Contumazá is a town in Northern Peru, capital of the province Contumazá in the region Cajamarca.

==Climate==
Contumazá has a subtropical highland climate (Köppen: Cwb) characterized by mild temperatures and a distinct wet and dry seasons.

The total annual precipitation is 727.1 millimeters (28.63 inches). Contumazá receives the majority of its precipitation during the wet season, which typically spans from January to April. March is the wettest month, receiving an average of 230 mm of precipitation. The months from May to November typically receive significantly reduced rainfall, with July and August receiving almost no rainfall.

Contumazá experiences relatively stable temperatures throughout the year, with minor variations between months. The dry season experiences larger diurnal air temperature variation, with warmer days and cooler nights, compared to the wet season. The yearly average high temperature is 20.3°C (68.5°F), while the yearly average low temperature is 9.3°C (48.7°F).
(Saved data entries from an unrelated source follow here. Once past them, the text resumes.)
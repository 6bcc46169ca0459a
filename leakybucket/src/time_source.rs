//! Where a bucket gets the time it evaluates admission at.
//!
//! A live bucket reads the wall clock when an event is poured. A time-machine
//! bucket reads the timestamp embedded in the event, so replaying the same
//! ordered events always gives the same decisions, however fast the replay runs.

use crate::{event::Event, leaky::DiscardReason};
use chrono::{DateTime, Utc};
use serde::{Deserialize, Serialize};
use std::{fmt, str::FromStr, sync::Arc};

/// A source of "now".
pub trait Clock: fmt::Debug + Send + Sync {
    /// The current time.
    fn now(&self) -> DateTime<Utc>;
}

/// The system wall clock, in UTC.
#[derive(Clone, Copy, Debug, Default)]
pub struct SystemClock;

impl Clock for SystemClock {
    fn now(&self) -> DateTime<Utc> {
        Utc::now()
    }
}

/// Which pour strategy a bucket is bound to.
#[derive(Clone, Copy, Debug, Default, Deserialize, Eq, PartialEq, Serialize)]
#[serde(rename_all = "kebab-case")]
pub enum BucketMode {
    /// Admission time is the wall-clock time of the pour.
    #[default]
    Live,
    /// Admission time is the event's own serialized timestamp.
    #[serde(alias = "timemachine", alias = "replay")]
    TimeMachine,
}

impl FromStr for BucketMode {
    type Err = String;

    fn from_str(s: &str) -> Result<Self, Self::Err> {
        match s.trim().to_ascii_lowercase().as_str() {
            "live" => Ok(Self::Live),
            "time-machine" | "timemachine" | "replay" => Ok(Self::TimeMachine),
            other => Err(format!(
                "unknown bucket mode '{other}', expected 'live' or 'time-machine'"
            )),
        }
    }
}

impl fmt::Display for BucketMode {
    fn fmt(&self, f: &mut fmt::Formatter<'_>) -> fmt::Result {
        match self {
            Self::Live => write!(f, "live"),
            Self::TimeMachine => write!(f, "time-machine"),
        }
    }
}

/// The time source bound to a bucket.
#[derive(Clone, Debug)]
pub enum TimeSource {
    /// Read the clock at the moment of the pour.
    WallClock(Arc<dyn Clock>),
    /// Parse the timestamp embedded in the event.
    EventEmbedded,
}

impl TimeSource {
    /// The time source for a mode, with `clock` used in live mode.
    pub fn for_mode(mode: BucketMode, clock: Arc<dyn Clock>) -> Self {
        match mode {
            BucketMode::Live => Self::WallClock(clock),
            BucketMode::TimeMachine => Self::EventEmbedded,
        }
    }

    /// The mode this time source implements.
    pub fn mode(&self) -> BucketMode {
        match self {
            Self::WallClock(_) => BucketMode::Live,
            Self::EventEmbedded => BucketMode::TimeMachine,
        }
    }

    /// Determine the admission timestamp for an event.
    ///
    /// Events without a serialized timestamp are refused in both modes. In live mode the
    /// value itself is not looked at.
    pub fn timestamp_for(&self, event: &Event) -> Result<DateTime<Utc>, DiscardReason> {
        let Some(raw) = event.serialized_time() else {
            return Err(DiscardReason::MissingTimestamp);
        };
        match self {
            Self::WallClock(clock) => Ok(clock.now()),
            Self::EventEmbedded => {
                crate::event::parse_wire_time(raw).map_err(|source| DiscardReason::TimestampParse {
                    raw: raw.into(),
                    source,
                })
            }
        }
    }
}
Climate data for Contumazá (1991–2020)
| Month | Jan | Feb | Mar | Apr | May | Jun | Jul | Aug | Sep | Oct | Nov | Dec | Year |
| Mean daily maximum °C (°F) | 19.2 (66.6) | 18.9 (66.0) | 19.0 (66.2) | 19.6 (67.3) | 20.7 (69.3) | 21.4 (70.5) | 21.5 (70.7) | 21.6 (70.9) | 21.2 (70.2) | 20.4 (68.7) | 20.1 (68.2) | 19.7 (67.5) | 20.3 (68.5) |
| Mean daily minimum °C (°F) | 9.9 (49.8) | 10.4 (50.7) | 10.6 (51.1) | 10.0 (50.0) | 9.0 (48.2) | 7.8 (46.0) | 7.5 (45.5) | 8.0 (46.4) | 9.0 (48.2) | 9.6 (49.3) | 9.3 (48.7) | 10.0 (50.0) | 9.3 (48.7) |
| Average precipitation mm (inches) | 78.5 (3.09) | 165.0 (6.50) | 231.6 (9.12) | 104.5 (4.11) | 24.7 (0.97) | 4.9 (0.19) | 1.4 (0.06) | 1.2 (0.05) | 9.2 (0.36) | 24.4 (0.96) | 28.7 (1.13) | 53.0 (2.09) | 727.1 (28.63) |
Source: NOAA

== Culture ==
The city is known for its religious celebrations. On January 10, 2026, the Ministry of Culture declared the Holy Week of Contumazá as Cultural Heritage of the Nation, recognizing its historical value and syncretism.